マルケス『予告された殺人の記録』

ガルシア・マルケス予告された殺人の記録
マルケスの小説の傑作だ。マルケスの小説には、閉ざされた共同体と孤独な個人そして崩壊していく終末観がある。この小説にはそれらが総て含まれている。構成も凝縮されていて、ミステリーのように謎が解明されていく。ミステリーと異なるのは、最初から殺人という崩壊が予告されていたことだ。『百年の孤独』でブエンディーア家の崩壊が百年前のジプシーの羊皮紙にすでに予告されていたのと同じである。
辺境の閉ざされた濃密な人間関係の共同体に中央の国家的英雄の息子(近代)が現れ

貧しい娘と結婚する。それが予告された殺人の始まりになる。
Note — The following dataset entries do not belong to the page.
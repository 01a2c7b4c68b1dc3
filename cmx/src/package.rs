//! Package names derived from a file's location under the project root.

use std::fmt;
use std::path::Path;

const SEPARATOR: char = '.';

/// Dot-delimited name of the directory holding a file, relative to the
/// project root. `root/a/b/c/file.cmx` derives `a.b.c`.
#[derive(Debug, Clone, PartialEq, Eq)]
pub struct PackageName(String);

impl PackageName {
    /// Derive the package name for `file` under `root`.
    ///
    /// The root prefix is stripped case-insensitively. A file outside the
    /// root keeps its whole directory path; a file directly inside it
    /// derives the empty name.
    #[must_use]
    pub fn derive(root: &Path, file: &Path) -> Self {
        let dir = file
            .parent()
            .map(cmbridge_types::to_cm_path)
            .unwrap_or_default();
        let root = cmbridge_types::to_cm_path(root);
        let root = root.trim_end_matches('/');

        let relative = strip_prefix_ignore_ascii_case(&dir, root)
            .filter(|rest| rest.is_empty() || rest.starts_with('/'))
            .unwrap_or(&dir);

        let name = relative
            .split('/')
            .filter(|segment| !segment.is_empty())
            .collect::<Vec<_>>()
            .join(".");
        Self(name)
    }

    #[must_use]
    pub fn as_str(&self) -> &str {
        &self.0
    }

    /// Dot-separated segments. A directory named `a.b` contributes two.
    pub fn segments(&self) -> impl Iterator<Item = &str> {
        self.0.split(SEPARATOR).filter(|s| !s.is_empty())
    }

    #[must_use]
    pub fn segment(&self, index: usize) -> Option<&str> {
        self.segments().nth(index)
    }

    /// First `count` segments joined, or `None` if there are fewer.
    #[must_use]
    pub fn prefix(&self, count: usize) -> Option<String> {
        let parts: Vec<&str> = self.segments().take(count).collect();
        (parts.len() == count).then(|| parts.join("."))
    }

    /// All but the last segment, except that names of two or fewer segments
    /// are their own parent.
    #[must_use]
    pub fn parent(&self) -> String {
        let parts: Vec<&str> = self.segments().collect();
        if parts.len() > 2 {
            parts[..parts.len() - 1].join(".")
        } else {
            self.0.clone()
        }
    }
}

impl fmt::Display for PackageName {
    fn fmt(&self, f: &mut fmt::Formatter<'_>) -> fmt::Result {
        f.write_str(&self.0)
    }
}

fn strip_prefix_ignore_ascii_case<'a>(value: &'a str, prefix: &str) -> Option<&'a str> {
    let head = value.get(..prefix.len())?;
    head.eq_ignore_ascii_case(prefix)
        .then(|| &value[prefix.len()..])
}
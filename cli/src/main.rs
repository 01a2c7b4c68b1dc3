//! `cmbridge` drives the cm compiler for an editor over JSON lines.
//!
//! stdin carries requests and stdout carries responses and events, so logs
//! only ever go to a file.

mod bridge;
mod protocol;

use std::fs::{self, OpenOptions};
use std::path::PathBuf;
use std::sync::Mutex;

use anyhow::Result;
use tokio::io::BufReader;
use tracing_subscriber::{EnvFilter, fmt, prelude::*};

use cmbridge_config::{BridgeConfig, ConfigError, bridge_home};

fn init_tracing(default_level: Option<&str>) {
    let env_filter = EnvFilter::try_from_default_env()
        .or_else(|_| EnvFilter::try_new(default_level.unwrap_or("info")))
        .unwrap_or_else(|_| EnvFilter::new("info"));

    let (log_file, init_warnings) = open_log_file();

    if let Some((log_path, file)) = log_file {
        tracing_subscriber::registry()
            .with(fmt::layer().with_ansi(false).with_writer(Mutex::new(file)))
            .with(env_filter)
            .init();

        tracing::info!(path = %log_path.display(), "Logging initialized");
        for warning in init_warnings {
            tracing::warn!("{warning}");
        }
        return;
    }

    // No log file: stay silent rather than corrupt the protocol stream.
    tracing_subscriber::registry().with(env_filter).init();
}

fn open_log_file() -> (Option<(PathBuf, fs::File)>, Vec<String>) {
    let mut warnings = Vec::new();

    for candidate in log_file_candidates() {
        if let Some(parent) = candidate.parent()
            && let Err(e) = fs::create_dir_all(parent)
        {
            warnings.push(format!(
                "Failed to create log dir {}: {e}",
                parent.display()
            ));
            continue;
        }

        match OpenOptions::new()
            .create(true)
            .append(true)
            .open(&candidate)
        {
            Ok(file) => return (Some((candidate, file)), warnings),
            Err(e) => {
                warnings.push(format!(
                    "Failed to open log file {}: {e}",
                    candidate.display()
                ));
            }
        }
    }

    (None, warnings)
}

fn log_file_candidates() -> Vec<PathBuf> {
    let mut candidates = Vec::new();

    // Primary: ~/.cmbridge/logs/cmbridge.log
    if let Some(home) = bridge_home() {
        candidates.push(home.join("logs").join("cmbridge.log"));
    }

    // Fallback: ./.cmbridge/logs/cmbridge.log
    candidates.push(PathBuf::from(".cmbridge").join("logs").join("cmbridge.log"));

    candidates
}

fn load_config() -> (BridgeConfig, Option<ConfigError>) {
    match BridgeConfig::load() {
        Ok(Some(config)) => (config, None),
        Ok(None) => (BridgeConfig::default(), None),
        Err(e) => (BridgeConfig::default(), Some(e)),
    }
}

#[tokio::main]
async fn main() -> Result<()> {
    let (config, config_error) = load_config();
    init_tracing(config.log_level());

    if let Some(e) = &config_error {
        tracing::warn!(path = %e.path().display(), "{e}; using defaults");
    }

    let compiler = config.compiler();
    tracing::info!(
        program = %compiler.program,
        cm_root = %compiler.cm_root.display(),
        "cmbridge starting"
    );

    let input = BufReader::new(tokio::io::stdin());
    bridge::serve(compiler, input, tokio::io::stdout()).await?;

    tracing::info!("cmbridge exiting");
    Ok(())
}
//! Session handle: owns the compiler child process and its I/O tasks.

use std::process::Stdio;

use anyhow::{Context, Result};
use tokio::io::{AsyncRead, AsyncReadExt, AsyncWriteExt};
use tokio::process::{Child, ChildStdin, Command};
use tokio::sync::mpsc;
use tokio::task::JoinHandle;

use crate::channel::SharedChannel;
use crate::command::CmCommand;
use crate::error::AdapterError;
use crate::types::{AdapterEvent, CompilerConfig, SessionStopReason};

const WRITER_CHANNEL_CAPACITY: usize = 64;

const READ_CHUNK_BYTES: usize = 8 * 1024;

const PROCESS_ERROR_NOTIFICATION: &str = "Error from CM Process";

enum WriterCommand {
    Send(String),
    Shutdown,
}

pub(crate) struct CompilerSession {
    child: Child,
    writer_tx: mpsc::Sender<WriterCommand>,
    stdout_handle: JoinHandle<()>,
    stderr_handle: JoinHandle<()>,
    writer_handle: JoinHandle<()>,
}

impl CompilerSession {
    pub(crate) async fn spawn(config: &CompilerConfig, channel: SharedChannel) -> Result<Self> {
        let resolved = which::which(&config.program)
            .with_context(|| format!("{} not found in PATH", config.program))?;

        let mut cmd = Command::new(&resolved);
        cmd.args(&config.args)
            .current_dir(&config.cm_root)
            .env("CM_ROOT", &config.cm_root)
            .env("CM_GIT_MODE", flag(config.git_mode))
            .env("CM_ARCH", &config.arch)
            .env("CM_DEBUG", flag(config.debug))
            .stdin(Stdio::piped())
            .stdout(Stdio::piped())
            .stderr(Stdio::piped())
            .kill_on_drop(true);

        let mut child = cmd
            .spawn()
            .with_context(|| format!("spawning {}", resolved.display()))?;
        tracing::info!(program = %resolved.display(), pid = ?child.id(), "Spawned cm compiler");

        let stdin = child.stdin.take().context("no stdin from child")?;
        let stdout = child.stdout.take().context("no stdout from child")?;
        let stderr = child.stderr.take().context("no stderr from child")?;

        let (writer_tx, mut writer_rx) = mpsc::channel::<WriterCommand>(WRITER_CHANNEL_CAPACITY);
        let writer_handle = tokio::spawn(async move {
            let mut stdin = stdin;
            while let Some(cmd) = writer_rx.recv().await {
                match cmd {
                    WriterCommand::Send(text) => {
                        if let Err(e) = write_statement(&mut stdin, &text).await {
                            tracing::warn!("cm write error: {e}");
                            break;
                        }
                    }
                    WriterCommand::Shutdown => break,
                }
            }
        });

        let stdout_handle = tokio::spawn(read_stdout(stdout, channel.clone()));
        let stderr_handle = tokio::spawn(read_stderr(stderr, channel));

        Ok(Self {
            child,
            writer_tx,
            stdout_handle,
            stderr_handle,
            writer_handle,
        })
    }

    pub(crate) async fn send(&self, command: &CmCommand) -> Result<(), AdapterError> {
        let text = command.render();
        tracing::debug!(command = %text, "Sending to cm");
        self.writer_tx
            .send(WriterCommand::Send(text))
            .await
            .map_err(|_| AdapterError::NotRunning)
    }

    /// Whether the child has already exited on its own.
    pub(crate) fn has_exited(&mut self) -> bool {
        matches!(self.child.try_wait(), Ok(Some(_)))
    }

    /// Terminate the process. Readers are stopped first so an intentional
    /// kill is not reported as an unexpected exit. Returns once the writer
    /// task has finished.
    pub(crate) async fn kill(mut self) {
        self.stdout_handle.abort();
        self.stderr_handle.abort();
        if let Err(e) = self.child.kill().await {
            tracing::debug!("cm kill: {e}");
        }
        // Queued writes fail fast against the closed pipe.
        let _ = self.writer_tx.send(WriterCommand::Shutdown).await;
        if let Err(e) = self.writer_handle.await {
            tracing::debug!("cm writer task: {e}");
        }
        tracing::info!("cm compiler stopped");
    }
}

fn flag(value: bool) -> &'static str {
    if value { "1" } else { "0" }
}

async fn write_statement(stdin: &mut ChildStdin, text: &str) -> std::io::Result<()> {
    stdin.write_all(text.as_bytes()).await?;
    if !text.ends_with('\n') {
        stdin.write_all(b"\n").await?;
    }
    stdin.flush().await
}

async fn read_stdout(mut stdout: impl AsyncRead + Unpin, channel: SharedChannel) {
    let mut buf = vec![0u8; READ_CHUNK_BYTES];
    let reason = loop {
        match stdout.read(&mut buf).await {
            Ok(0) => {
                tracing::info!("cm compiler closed stdout");
                break SessionStopReason::Exited;
            }
            Ok(n) => channel.lock().await.write_bytes(&buf[..n]),
            Err(e) => {
                tracing::warn!("cm reader error: {e}");
                break SessionStopReason::Failed(e.to_string());
            }
        }
    };
    let mut channel = channel.lock().await;
    channel.finish();
    channel.emit(AdapterEvent::SessionStopped { reason });
}

async fn read_stderr(mut stderr: impl AsyncRead + Unpin, channel: SharedChannel) {
    let mut buf = vec![0u8; READ_CHUNK_BYTES];
    loop {
        match stderr.read(&mut buf).await {
            Ok(0) | Err(_) => break,
            Ok(n) => {
                let text = String::from_utf8_lossy(&buf[..n]);
                let text = text.trim_end();
                if text.is_empty() {
                    continue;
                }
                tracing::warn!(stderr = text, "cm process error output");
                let mut channel = channel.lock().await;
                channel.emit(AdapterEvent::Notification(
                    PROCESS_ERROR_NOTIFICATION.to_string(),
                ));
                channel.write(&format!("[INFO: CM_Process_Error -> {text}]\n"));
            }
        }
    }
}
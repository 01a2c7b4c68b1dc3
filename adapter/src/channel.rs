//! The output channel: single sink for everything shown to the user.
//!
//! Subprocess output and adapter messages both enter through
//! [`OutputChannel::write`]. Each complete line is classified, recorded as a
//! diagnostic when it is one, offered to the active watch, appended to the
//! optional output file and finally emitted as [`AdapterEvent::Output`].

use std::collections::HashMap;
use std::fs::{File, OpenOptions};
use std::io::{self, Write};
use std::path::{Path, PathBuf};
use std::sync::Arc;

use regex::Regex;
use tokio::sync::{Mutex, mpsc, oneshot};

use cmbridge_types::{CmDiagnostic, Location};

use crate::line_buffer::LineBuffer;
use crate::parser::{ParsedLine, TemplateRemapper, parse_line};
use crate::types::AdapterEvent;
use crate::watch::{WatchId, WatchOutcome, WatchSlot};

/// Unterminated output kept before the oldest bytes are dropped.
const MAX_PENDING_LINE_BYTES: usize = 1024 * 1024;

pub(crate) type SharedChannel = Arc<Mutex<OutputChannel>>;

pub(crate) struct OutputChannel {
    buffer: LineBuffer,
    watch: WatchSlot,
    remapper: TemplateRemapper,
    diagnostics_root: PathBuf,
    diagnostics: HashMap<PathBuf, Vec<CmDiagnostic>>,
    file: OutputFile,
    events: mpsc::UnboundedSender<AdapterEvent>,
}

impl OutputChannel {
    pub(crate) fn new(
        diagnostics_root: PathBuf,
        output_file: PathBuf,
        events: mpsc::UnboundedSender<AdapterEvent>,
    ) -> Self {
        Self {
            buffer: LineBuffer::with_max_buffer_bytes(MAX_PENDING_LINE_BYTES),
            watch: WatchSlot::default(),
            remapper: TemplateRemapper::default(),
            diagnostics_root,
            diagnostics: HashMap::new(),
            file: OutputFile::new(output_file),
            events,
        }
    }

    pub(crate) fn shared(self) -> SharedChannel {
        Arc::new(Mutex::new(self))
    }

    pub(crate) fn write(&mut self, text: &str) {
        self.write_bytes(text.as_bytes());
    }

    pub(crate) fn write_bytes(&mut self, chunk: &[u8]) {
        for line in self.buffer.push(chunk) {
            self.handle_line(&line);
        }
        let dropped = self.buffer.take_overflowed_bytes();
        if dropped > 0 {
            tracing::warn!(dropped, "Output line exceeded buffer cap, dropped bytes");
        }
    }

    /// Write `text` as a block of whole lines.
    pub(crate) fn write_block(&mut self, text: &str) {
        self.write(text);
        if !text.is_empty() && !text.ends_with('\n') {
            self.write("\n");
        }
    }

    /// End of the subprocess stream: emit the unterminated tail and release
    /// any waiter.
    pub(crate) fn finish(&mut self) {
        if let Some(tail) = self.buffer.flush() {
            self.handle_line(&tail);
        }
        self.watch.abandon();
    }

    fn handle_line(&mut self, line: &str) {
        tracing::trace!(line, "cm output");
        if let ParsedLine::Diagnostic { path, diagnostic } = parse_line(line, &self.diagnostics_root)
        {
            let path = self.remapper.remap(path);
            self.record(path, diagnostic);
        }
        self.watch.offer(line);
        self.file.append(line);
        self.emit(AdapterEvent::Output(line.to_string()));
    }

    fn record(&mut self, path: PathBuf, diagnostic: CmDiagnostic) {
        let items = self.diagnostics.entry(path.clone()).or_default();
        items.push(diagnostic);
        let items = items.clone();
        self.emit(AdapterEvent::Diagnostics { path, items });
    }

    pub(crate) fn emit(&self, event: AdapterEvent) {
        // The host may have dropped its receiver during shutdown.
        let _ = self.events.send(event);
    }

    pub(crate) fn clear(&mut self) {
        self.emit(AdapterEvent::OutputCleared);
    }

    pub(crate) fn clear_diagnostics(&mut self) {
        self.diagnostics.clear();
        self.emit(AdapterEvent::DiagnosticsCleared);
    }

    pub(crate) fn install_watch(
        &mut self,
        success: Regex,
        failure: Option<Regex>,
    ) -> (WatchId, oneshot::Receiver<WatchOutcome>) {
        self.watch.install(success, failure)
    }

    pub(crate) fn clear_watch(&mut self, id: WatchId) {
        self.watch.clear_if(id);
    }

    pub(crate) fn abandon_watch(&mut self) {
        self.watch.abandon();
    }

    pub(crate) fn invalidate_templates(&mut self) {
        self.remapper.invalidate();
    }

    pub(crate) fn remap_location(&mut self, location: Location) -> Location {
        let path = self.remapper.remap(location.path().to_path_buf());
        Location::new(path, location.line(), location.col())
    }

    pub(crate) fn diagnostics_root(&self) -> &Path {
        &self.diagnostics_root
    }

    pub(crate) fn output_file(&mut self) -> &mut OutputFile {
        &mut self.file
    }
}

/// Optional copy of the output view on disk.
pub(crate) struct OutputFile {
    path: PathBuf,
    handle: Option<File>,
}

impl OutputFile {
    fn new(path: PathBuf) -> Self {
        Self { path, handle: None }
    }

    pub(crate) fn path(&self) -> &Path {
        &self.path
    }

    pub(crate) fn is_enabled(&self) -> bool {
        self.handle.is_some()
    }

    pub(crate) fn enable(&mut self) -> io::Result<()> {
        if self.handle.is_some() {
            return Ok(());
        }
        if let Some(parent) = self.path.parent()
            && !parent.as_os_str().is_empty()
        {
            std::fs::create_dir_all(parent)?;
        }
        let mut file = OpenOptions::new().create(true).append(true).open(&self.path)?;
        writeln!(
            file,
            "--- cm output {} ---",
            chrono::Local::now().format("%Y-%m-%d %H:%M:%S")
        )?;
        self.handle = Some(file);
        Ok(())
    }

    pub(crate) fn disable(&mut self) {
        self.handle = None;
    }

    fn append(&mut self, line: &str) {
        let Some(file) = self.handle.as_mut() else {
            return;
        };
        if let Err(e) = writeln!(file, "{line}") {
            tracing::warn!(path = %self.path.display(), "Failed to append to output file: {e}");
            self.handle = None;
        }
    }
}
『百年の孤独』で辺境の小村マコンドにアメリカのフルーツ会社が進出しバナナ栽培を始めるのが崩壊の始まりになるのと似ている。新婦が夫に処女でないこがわかり離婚される。そのとき処女を奪った男の名前を告げられた新婦の双子の兄弟が、その男を殺す。その男は共同体の新参一族のアラブ人の金持の成功者だった。近代という外来者がはいるとき、共同体の内部にある愛の不在による「孤独」が生み出した嫉妬や憎しみが一挙に噴出して崩壊を招く。
母系制社会の基盤でのコミニュケーシヨン不在の男性主義が暴力を産む。『百年の孤独』でも百歳近く生きる母親ウルスラの存在はブエンデーイア一族の象徴だった。この小説でも殺される男の母親の存在感は大きい。南米コロンビヤやカリブ海沿岸諸国の近代史の基盤がマルケスの小説には象徴化されている。